Dalam tuntutannya, masyarakat adat Way Lima mendesak:
1. Penghentian sementara seluruh aktivitas PTPN Unit Way Lima hingga konflik diselesaikan secara adil;
2. Pengembalian tanah ulayat kepada Masyarakat Adat Marga Way Lima;
3. Evaluasi dan pencabutan HGU yang diduga bermasalah;
4. Penegakan hukum atas penguasaan lahan di luar HGU dan potensi kerugian negara.
Masyarakat adat menyatakan bahwa apabila hingga akhir Maret tidak terdapat langkah konkret dari pemerintah maupun PTPN, mereka akan melakukan pendudukan kembali tanah adat berdasarkan dokumen sejarah dan hukum adat yang sah.

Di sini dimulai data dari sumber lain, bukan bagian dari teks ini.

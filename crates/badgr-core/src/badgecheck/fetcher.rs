//! 基于 reqwest 的文档获取

use std::time::Duration;

use async_trait::async_trait;
use reqwest::header::{ACCEPT, CONTENT_LENGTH};
use serde_json::Value;
use tracing::{debug, instrument};

use super::DocumentFetcher;
use crate::error::{CoreError, Result};

pub struct HttpFetcher {
    client: reqwest::Client,
    max_bytes: usize,
}

impl HttpFetcher {
    pub fn new(timeout: Duration, max_bytes: usize) -> Result<Self> {
        let client = reqwest::Client::builder()
            .timeout(timeout)
            .build()
            .map_err(|e| CoreError::Internal(format!("创建 HTTP 客户端失败: {e}")))?;
        Ok(Self { client, max_bytes })
    }

    fn unreachable(url: &str) -> CoreError {
        CoreError::BadgeCheck(vec![format!("Unable to fetch {}", url)])
    }
}

#[async_trait]
impl DocumentFetcher for HttpFetcher {
    #[instrument(skip(self))]
    async fn fetch_json(&self, url: &str) -> Result<Value> {
        let resp = self
            .client
            .get(url)
            .header(ACCEPT, "application/ld+json, application/json")
            .send()
            .await
            .map_err(|e| {
                debug!(url = %url, error = %e, "获取远程文档失败");
                Self::unreachable(url)
            })?;

        if !resp.status().is_success() {
            debug!(url = %url, status = %resp.status(), "远程文档返回非成功状态");
            return Err(Self::unreachable(url));
        }

        let declared = resp
            .headers()
            .get(CONTENT_LENGTH)
            .and_then(|v| v.to_str().ok())
            .and_then(|v| v.parse::<usize>().ok());
        if declared.is_some_and(|len| len > self.max_bytes) {
            return Err(CoreError::BadgeCheck(vec![format!(
                "Document at {} is too large",
                url
            )]));
        }

        let bytes = resp.bytes().await.map_err(|_| Self::unreachable(url))?;
        // Content-Length 缺失时按实际大小再检查一次
        if bytes.len() > self.max_bytes {
            return Err(CoreError::BadgeCheck(vec![format!(
                "Document at {} is too large",
                url
            )]));
        }

        serde_json::from_slice(&bytes)
            .map_err(|_| CoreError::BadgeCheck(vec![format!("Document at {} is not valid JSON", url)]))
    }
}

Di akhir pernyataannya, Bung Roni mengapresiasi sikap Kapolda Lampung yang menegaskan kepatuhan pemegang HGU terhadap kewajiban plasma 20 persen, serta mengimbau masyarakat adat untuk tetap menjaga ketertiban dan tidak melakukan tindakan melanggar hukum.
“Perjuangan ini adalah perjuangan hukum dan konstitusional untuk menegakkan keadilan agraria dan martabat masyarakat adat. Negara tidak boleh menutup mata,” pungkasnya.